Data to examine:

● ● ● ●

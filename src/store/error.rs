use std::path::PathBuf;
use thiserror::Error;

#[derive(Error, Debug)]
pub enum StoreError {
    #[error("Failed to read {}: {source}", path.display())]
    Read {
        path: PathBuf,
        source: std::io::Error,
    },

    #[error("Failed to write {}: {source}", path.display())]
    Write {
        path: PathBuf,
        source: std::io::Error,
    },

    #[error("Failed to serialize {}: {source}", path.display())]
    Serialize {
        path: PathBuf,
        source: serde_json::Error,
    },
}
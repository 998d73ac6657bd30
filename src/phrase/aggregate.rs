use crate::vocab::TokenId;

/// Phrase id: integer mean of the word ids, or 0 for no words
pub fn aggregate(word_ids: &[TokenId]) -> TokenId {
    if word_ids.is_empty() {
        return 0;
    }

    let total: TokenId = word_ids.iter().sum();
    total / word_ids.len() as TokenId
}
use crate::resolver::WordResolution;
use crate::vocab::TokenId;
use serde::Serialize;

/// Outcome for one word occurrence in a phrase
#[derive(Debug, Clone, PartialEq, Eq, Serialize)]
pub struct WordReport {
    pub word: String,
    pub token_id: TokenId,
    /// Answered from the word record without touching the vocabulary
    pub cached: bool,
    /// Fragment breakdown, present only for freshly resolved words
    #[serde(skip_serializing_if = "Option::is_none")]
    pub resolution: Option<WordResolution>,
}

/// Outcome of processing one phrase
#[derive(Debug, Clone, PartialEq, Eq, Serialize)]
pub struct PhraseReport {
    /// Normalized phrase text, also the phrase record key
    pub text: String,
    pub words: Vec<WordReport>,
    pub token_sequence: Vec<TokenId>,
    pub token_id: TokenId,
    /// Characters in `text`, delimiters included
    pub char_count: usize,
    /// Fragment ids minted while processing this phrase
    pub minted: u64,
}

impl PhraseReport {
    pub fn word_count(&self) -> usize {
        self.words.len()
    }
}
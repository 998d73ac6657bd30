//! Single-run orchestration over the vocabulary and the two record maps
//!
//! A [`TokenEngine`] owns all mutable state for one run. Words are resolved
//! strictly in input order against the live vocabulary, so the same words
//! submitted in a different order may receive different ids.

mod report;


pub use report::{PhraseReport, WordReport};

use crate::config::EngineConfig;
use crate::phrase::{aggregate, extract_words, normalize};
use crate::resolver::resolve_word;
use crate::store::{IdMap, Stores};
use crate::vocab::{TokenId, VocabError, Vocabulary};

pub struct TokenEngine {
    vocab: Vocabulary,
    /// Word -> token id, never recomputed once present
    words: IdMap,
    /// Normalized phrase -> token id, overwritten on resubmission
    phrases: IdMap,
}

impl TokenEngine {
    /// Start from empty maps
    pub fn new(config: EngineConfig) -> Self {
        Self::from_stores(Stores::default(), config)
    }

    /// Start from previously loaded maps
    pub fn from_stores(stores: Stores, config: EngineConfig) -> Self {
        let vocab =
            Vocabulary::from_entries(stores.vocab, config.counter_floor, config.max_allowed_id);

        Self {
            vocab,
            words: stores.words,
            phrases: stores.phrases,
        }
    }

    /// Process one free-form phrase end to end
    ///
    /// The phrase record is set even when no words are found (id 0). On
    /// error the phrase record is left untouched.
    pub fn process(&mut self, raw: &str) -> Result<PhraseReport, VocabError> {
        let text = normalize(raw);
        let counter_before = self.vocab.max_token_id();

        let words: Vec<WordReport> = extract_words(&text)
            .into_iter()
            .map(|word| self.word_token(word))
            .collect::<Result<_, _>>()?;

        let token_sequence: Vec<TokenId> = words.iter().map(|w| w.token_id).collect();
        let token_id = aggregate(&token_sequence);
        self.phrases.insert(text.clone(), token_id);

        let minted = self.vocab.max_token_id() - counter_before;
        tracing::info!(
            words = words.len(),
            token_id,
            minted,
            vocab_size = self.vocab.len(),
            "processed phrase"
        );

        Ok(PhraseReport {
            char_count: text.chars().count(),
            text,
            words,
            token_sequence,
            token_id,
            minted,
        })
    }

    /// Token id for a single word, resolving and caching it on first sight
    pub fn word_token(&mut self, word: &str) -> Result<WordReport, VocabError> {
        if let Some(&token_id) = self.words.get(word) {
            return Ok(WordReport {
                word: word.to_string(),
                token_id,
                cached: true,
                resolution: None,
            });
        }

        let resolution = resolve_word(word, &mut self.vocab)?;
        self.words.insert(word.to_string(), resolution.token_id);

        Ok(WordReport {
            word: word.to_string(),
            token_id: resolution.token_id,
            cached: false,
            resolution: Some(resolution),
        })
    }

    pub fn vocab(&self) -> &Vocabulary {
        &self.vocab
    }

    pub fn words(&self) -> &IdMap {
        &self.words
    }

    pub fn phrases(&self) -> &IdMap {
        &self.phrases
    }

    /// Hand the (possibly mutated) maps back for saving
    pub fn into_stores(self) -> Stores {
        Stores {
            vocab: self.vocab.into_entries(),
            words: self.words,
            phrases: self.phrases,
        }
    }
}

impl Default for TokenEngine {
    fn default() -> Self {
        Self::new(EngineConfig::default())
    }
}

● ● ● ●

Work to complete:
Search the entries for the word "text". Copy every line where it occurs.

Exercise output:
    /// Normalized phrase text, also the phrase record key
    pub text: String,
    /// Characters in `text`, delimiters included
        let text = normalize(raw);
        let words: Vec<WordReport> = extract_words(&text)
        self.phrases.insert(text.clone(), token_id);
            char_count: text.chars().count(),
            text,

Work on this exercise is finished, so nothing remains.